122 objects in ocean called best clue yet

French satellite images taken Sunday show some pieces as long as 75 feet

An Australian air force AP-3C Orion returns Wednesday to its base in Bullsbrook after helping search the southern Indian Ocean for Malaysia Airlines Flight 370. Aircraft and ships from six countries are searching for the lost airliner.
An Australian air force AP-3C Orion returns Wednesday to its base in Bullsbrook after helping search the southern Indian Ocean for Malaysia Airlines Flight 370. Aircraft and ships from six countries are searching for the lost airliner.

KUALA LUMPUR, Malaysia - New satellite images taken in recent days show more than 100 objects - some as long as 75 feet - that may have come from missing Malaysia Airlines Flight 370, Malaysian Defense Minister Hishammuddin Hussein said Wednesday.

The images, which Hishammuddin called the “most credible” lead so far in the search for the vanished Boeing 777 airliner, revealed items in the water more than 1,000 miles from Perth, Australia. The images, taken Sunday, were provided by France’s Airbus Defense and Space company.

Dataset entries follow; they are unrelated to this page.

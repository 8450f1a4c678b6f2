//! Pay grade model

use chrono::{DateTime, Utc};
use serde::Serialize;
use sqlx::FromRow;
use uuid::Uuid;

/// Pay grade from the grades table.
///
/// Allowance columns (DA, TA, PF) are free text because payroll offices
/// record them as either amounts or percentages.
#[derive(Debug, Clone, FromRow, Serialize)]
pub struct Grade {
    pub id: Uuid,
    pub grade_name: String,
    /// Basic pay
    pub grade_basic: String,
    /// Dearness allowance
    pub grade_da: String,
    /// Travel allowance
    pub grade_ta: String,
    pub grade_bonus: f64,
    /// Provident fund contribution
    pub grade_pf: String,
    pub created_at: DateTime<Utc>,
    pub updated_at: DateTime<Utc>,
}
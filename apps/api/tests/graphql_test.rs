//! GraphQL tests that need no database
//!
//! Guards, argument validation and the option queries all resolve before
//! any query is sent, so these run against a pool that never connects.

mod common;

use workforce_api::models::user::UserRole;

use common::{data, execute, first_error_code, schema, unreachable_pool};

#[tokio::test]
async fn test_records_require_authentication() {
    let schema = schema(unreachable_pool());

    for query in [
        "{ employees { count } }",
        "{ payrolls(page: 2) { count } }",
        "{ me { id } }",
        "{ statusOptions { value } }",
    ] {
        let response = execute(&schema, query, None).await;
        assert_eq!(
            first_error_code(&response).as_deref(),
            Some("UNAUTHENTICATED"),
            "{query}"
        );
    }
}

#[tokio::test]
async fn test_staff_cannot_mutate() {
    let schema = schema(unreachable_pool());

    let response = execute(
        &schema,
        r#"mutation { createTitle(input: { titleName: "Analyst" }) { status } }"#,
        Some(UserRole::Staff),
    )
    .await;

    assert_eq!(first_error_code(&response).as_deref(), Some("FORBIDDEN"));
    assert!(response.errors[0].message.contains("admin or manager"));
}

#[tokio::test]
async fn test_anonymous_mutation_is_unauthenticated() {
    let schema = schema(unreachable_pool());

    let response = execute(
        &schema,
        r#"mutation { deleteGrades(ids: ["00000000-0000-0000-0000-000000000000"]) { deletedCount } }"#,
        None,
    )
    .await;

    assert_eq!(first_error_code(&response).as_deref(), Some("UNAUTHENTICATED"));
}

#[tokio::test]
async fn test_status_options_list_codes_and_labels() {
    let schema = schema(unreachable_pool());

    let response = execute(
        &schema,
        "{ statusOptions { value label } periodOptions { value label } }",
        Some(UserRole::Staff),
    )
    .await;
    let json = data(response);

    assert_eq!(
        json["statusOptions"],
        serde_json::json!([
            { "value": "F", "label": "Full Time" },
            { "value": "P", "label": "Part Time" },
            { "value": "C", "label": "Contract" },
            { "value": "L", "label": "Laid Off" },
        ])
    );
    assert_eq!(json["periodOptions"].as_array().map(Vec::len), Some(4));
}

#[tokio::test]
async fn test_course_level_options() {
    let schema = schema(unreachable_pool());

    let json = data(
        execute(
            &schema,
            "{ courseLevelOptions { value label } genderOptions { value } }",
            Some(UserRole::Manager),
        )
        .await,
    );

    let levels: Vec<_> = json["courseLevelOptions"]
        .as_array()
        .unwrap()
        .iter()
        .map(|option| option["value"].as_str().unwrap().to_string())
        .collect();
    assert_eq!(levels, ["H", "DE", "DI", "M", "DO"]);
    assert_eq!(json["genderOptions"][0]["value"], "M");
}

#[tokio::test]
async fn test_malformed_id_is_rejected() {
    let schema = schema(unreachable_pool());

    let response = execute(&schema, r#"{ employee(id: "not-a-uuid") { id } }"#, Some(UserRole::Staff)).await;

    assert_eq!(first_error_code(&response).as_deref(), Some("INVALID_ID"));
    assert!(response.errors[0].message.contains("Employee"));
}

#[tokio::test]
async fn test_delete_with_malformed_id_is_rejected() {
    let schema = schema(unreachable_pool());

    let response = execute(
        &schema,
        r#"mutation { deletePayrolls(ids: ["nope"]) { deletedCount } }"#,
        Some(UserRole::Admin),
    )
    .await;

    assert_eq!(first_error_code(&response).as_deref(), Some("INVALID_ID"));
}

#[tokio::test]
async fn test_blank_title_name_is_rejected() {
    let schema = schema(unreachable_pool());

    let response = execute(
        &schema,
        r#"mutation { createTitle(input: { titleName: "   " }) { status } }"#,
        Some(UserRole::Admin),
    )
    .await;

    assert_eq!(first_error_code(&response).as_deref(), Some("EMPTY_FIELD"));
}

#[tokio::test]
async fn test_employee_create_requires_email() {
    let schema = schema(unreachable_pool());

    let response = execute(
        &schema,
        r#"mutation { createEmployee(input: { firstName: "Amina", lastName: "Odhiambo" }) { status } }"#,
        Some(UserRole::Admin),
    )
    .await;

    assert_eq!(first_error_code(&response).as_deref(), Some("MISSING_FIELD"));
    assert!(response.errors[0].message.contains("email"));
}

#[tokio::test]
async fn test_failed_login_hides_database_errors() {
    let schema = schema(unreachable_pool());

    let response = execute(
        &schema,
        r#"mutation { login(input: { email: "ops@example.com", password: "secret" }) { accessToken } }"#,
        None,
    )
    .await;

    assert_eq!(first_error_code(&response).as_deref(), Some("DATABASE_ERROR"));
    assert_eq!(response.errors[0].message, "An unexpected error occurred");
}
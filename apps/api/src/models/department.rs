//! Department models

use chrono::{DateTime, Utc};
use serde::Serialize;
use sqlx::FromRow;
use uuid::Uuid;

/// Department from the departments table
#[derive(Debug, Clone, FromRow, Serialize)]
pub struct Department {
    pub id: Uuid,
    pub department_name: String,
    /// Grade applied to members of this department by default
    pub pay_grade_id: Option<Uuid>,
    pub created_at: DateTime<Utc>,
    pub updated_at: DateTime<Utc>,
}

/// Sub-department owned by a department (deleted with it)
#[derive(Debug, Clone, FromRow, Serialize)]
pub struct SubDepartment {
    pub id: Uuid,
    pub department_id: Uuid,
    pub name: String,
    pub created_at: DateTime<Utc>,
}
//! Course mutations

use async_graphql::{Context, InputObject, Object, ResultExt, ID};
use sqlx::PgPool;

use super::{created_message, delete_records, updated_message};
use crate::error::{ApiError, ApiResult};
use crate::graphql::guards::RoleGuard;
use crate::graphql::types::{CourseLevel, CoursePayload, DeletePayload, SUCCESS};
use crate::graphql::validation::{non_blank, parse_id, required, required_text};
use crate::models::Course;
use crate::repositories::CourseRepository;

/// Course fields; a name and level pair must be unique
#[derive(Debug, Default, InputObject)]
pub struct CourseInput {
    pub course_name: Option<String>,
    pub course_level: Option<CourseLevel>,
}

#[derive(Default)]
pub struct CourseMutation;

#[Object]
impl CourseMutation {
    #[graphql(guard = "RoleGuard::editors()")]
    async fn create_course(
        &self,
        ctx: &Context<'_>,
        input: CourseInput,
    ) -> async_graphql::Result<CoursePayload> {
        let pool = ctx.data::<PgPool>()?;
        create(pool, input).await.extend()
    }

    #[graphql(guard = "RoleGuard::editors()")]
    async fn update_course(
        &self,
        ctx: &Context<'_>,
        id: ID,
        input: CourseInput,
    ) -> async_graphql::Result<CoursePayload> {
        let pool = ctx.data::<PgPool>()?;
        update(pool, &id, input).await.extend()
    }

    #[graphql(guard = "RoleGuard::editors()")]
    async fn delete_courses(
        &self,
        ctx: &Context<'_>,
        ids: Vec<ID>,
    ) -> async_graphql::Result<DeletePayload> {
        delete_records::<Course>(ctx, &ids).await
    }
}

async fn create(pool: &PgPool, input: CourseInput) -> ApiResult<CoursePayload> {
    let course_name = required_text("course_name", input.course_name)?;
    let course_level = required("course_level", input.course_level)?;

    let course = CourseRepository::new(pool.clone())
        .create(&course_name, course_level.into())
        .await?;

    tracing::info!(course_id = %course.id, "Course created");

    Ok(CoursePayload {
        status: SUCCESS.to_string(),
        message: created_message("Course"),
        course: course.into(),
    })
}

async fn update(pool: &PgPool, id: &ID, input: CourseInput) -> ApiResult<CoursePayload> {
    let id = parse_id("Course", id)?;
    let course_name = non_blank("course_name", input.course_name)?;

    let course = CourseRepository::new(pool.clone())
        .update(id, course_name.as_deref(), input.course_level.map(Into::into))
        .await?
        .ok_or_else(|| ApiError::not_found("Course", id.to_string()))?;

    Ok(CoursePayload {
        status: SUCCESS.to_string(),
        message: updated_message("Course"),
        course: course.into(),
    })
}
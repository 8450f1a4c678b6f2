//! Shared configuration types for Workforce services
//!
//! This crate provides the configuration pieces every Workforce binary needs:
//! database connection settings, the deployment environment and the log level.

mod database;
mod error;

pub use database::DatabaseConfig;
pub use error::{ConfigError, ConfigResult};

use std::env;

use serde::Serialize;

/// Common configuration shared between all services
#[derive(Debug, Clone)]
pub struct CommonConfig {
    /// Database configuration
    pub database: DatabaseConfig,

    /// Environment mode (development, staging, production)
    pub environment: Environment,

    /// Log level (from RUST_LOG or LOG_LEVEL)
    pub log_level: String,
}

/// Application environment mode
#[derive(Debug, Clone, Copy, PartialEq, Eq, Default, Serialize)]
#[serde(rename_all = "lowercase")]
pub enum Environment {
    #[default]
    Development,
    Staging,
    Production,
}

impl std::str::FromStr for Environment {
    type Err = std::convert::Infallible;

    fn from_str(s: &str) -> Result<Self, Self::Err> {
        Ok(match s.to_lowercase().as_str() {
            "production" | "prod" => Self::Production,
            "staging" | "stage" => Self::Staging,
            _ => Self::Development,
        })
    }
}

impl Environment {
    /// Check if this is a production environment
    pub fn is_production(&self) -> bool {
        matches!(self, Self::Production)
    }

    /// Check if this is a development environment
    pub fn is_development(&self) -> bool {
        matches!(self, Self::Development)
    }
}

impl std::fmt::Display for Environment {
    fn fmt(&self, f: &mut std::fmt::Formatter<'_>) -> std::fmt::Result {
        match self {
            Self::Development => write!(f, "development"),
            Self::Staging => write!(f, "staging"),
            Self::Production => write!(f, "production"),
        }
    }
}

impl CommonConfig {
    /// Load common configuration from environment variables
    pub fn from_env() -> ConfigResult<Self> {
        Ok(Self {
            database: DatabaseConfig::from_env()?,
            environment: env::var("ENVIRONMENT")
                .unwrap_or_else(|_| "development".to_string())
                .parse()
                .unwrap_or_default(),
            log_level: env::var("RUST_LOG")
                .or_else(|_| env::var("LOG_LEVEL"))
                .unwrap_or_else(|_| "info".to_string()),
        })
    }
}

/// Load variables from a `.env` file if one exists.
///
/// Returns the path that was loaded, or `None` when no file was found.
pub fn load_dotenv() -> Option<std::path::PathBuf> {
    dotenvy::dotenv().ok()
}

/// Helper function to get a required environment variable
pub fn get_required_env(name: &str) -> ConfigResult<String> {
    env::var(name).map_err(|_| ConfigError::MissingEnvVar(name.to_string()))
}

/// Helper function to get an optional environment variable with a default
pub fn get_env_or_default(name: &str, default: &str) -> String {
    env::var(name).unwrap_or_else(|_| default.to_string())
}

/// Helper function to parse an environment variable into a specific type
pub fn parse_env<T>(name: &str, default: T) -> ConfigResult<T>
where
    T: std::str::FromStr,
    T::Err: std::fmt::Display,
{
    match env::var(name) {
        Ok(val) => val
            .parse()
            .map_err(|e| ConfigError::InvalidValue(name.to_string(), format!("{}", e))),
        Err(_) => Ok(default),
    }
}

#[cfg(test)]
mod tests {
    use super::*;

    #[test]
    fn test_environment_parsing() {
        assert_eq!(
            "production".parse::<Environment>().unwrap(),
            Environment::Production
        );
        assert_eq!(
            "prod".parse::<Environment>().unwrap(),
            Environment::Production
        );
        assert_eq!(
            "stage".parse::<Environment>().unwrap(),
            Environment::Staging
        );
        assert_eq!(
            "anything".parse::<Environment>().unwrap(),
            Environment::Development
        );
    }

    #[test]
    fn test_environment_display() {
        assert_eq!(format!("{}", Environment::Production), "production");
        assert_eq!(format!("{}", Environment::Staging), "staging");
        assert_eq!(format!("{}", Environment::Development), "development");
    }

    #[test]
    fn test_environment_checks() {
        assert!(Environment::Production.is_production());
        assert!(!Environment::Production.is_development());
        assert!(Environment::Development.is_development());
    }

    #[test]
    fn test_parse_env_uses_default_when_unset() {
        let value: u32 = parse_env("WORKFORCE_TEST_SURELY_UNSET_VAR", 7).unwrap();
        assert_eq!(value, 7);
    }

    #[test]
    fn test_parse_env_rejects_garbage() {
        std::env::set_var("WORKFORCE_TEST_PARSE_GARBAGE", "not-a-number");
        let result: ConfigResult<u32> = parse_env("WORKFORCE_TEST_PARSE_GARBAGE", 1);
        std::env::remove_var("WORKFORCE_TEST_PARSE_GARBAGE");
        assert!(matches!(result, Err(ConfigError::InvalidValue(name, _)) if name == "WORKFORCE_TEST_PARSE_GARBAGE"));
    }

    #[test]
    fn test_get_required_env_missing() {
        let result = get_required_env("WORKFORCE_TEST_REQUIRED_MISSING");
        assert!(matches!(result, Err(ConfigError::MissingEnvVar(_))));
    }
}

France gave Malaysian authorities the new information Tuesday, and an analysis by Malaysia’s remote-sensing agency identified 122 objects. The Malaysian government said it has since shared the information with the Australian authorities leading the search in the southern Indian Ocean.

Clouds obscured the latest satellite images, but dozens of objects could be seen in the gaps. Hishammuddin said some of them “appeared to be bright, possibly indicating solid materials.”

“We cannot tell whether the potential objects are from MH370,” Hishammuddin said. “Nevertheless, this is another new lead that will help direct the search operation.”

Airbus said five of its Earth observation satellites - some equipped with high-resolution cameras, others with radar - were assisting in the search for Flight 370 and would do so as long as needed.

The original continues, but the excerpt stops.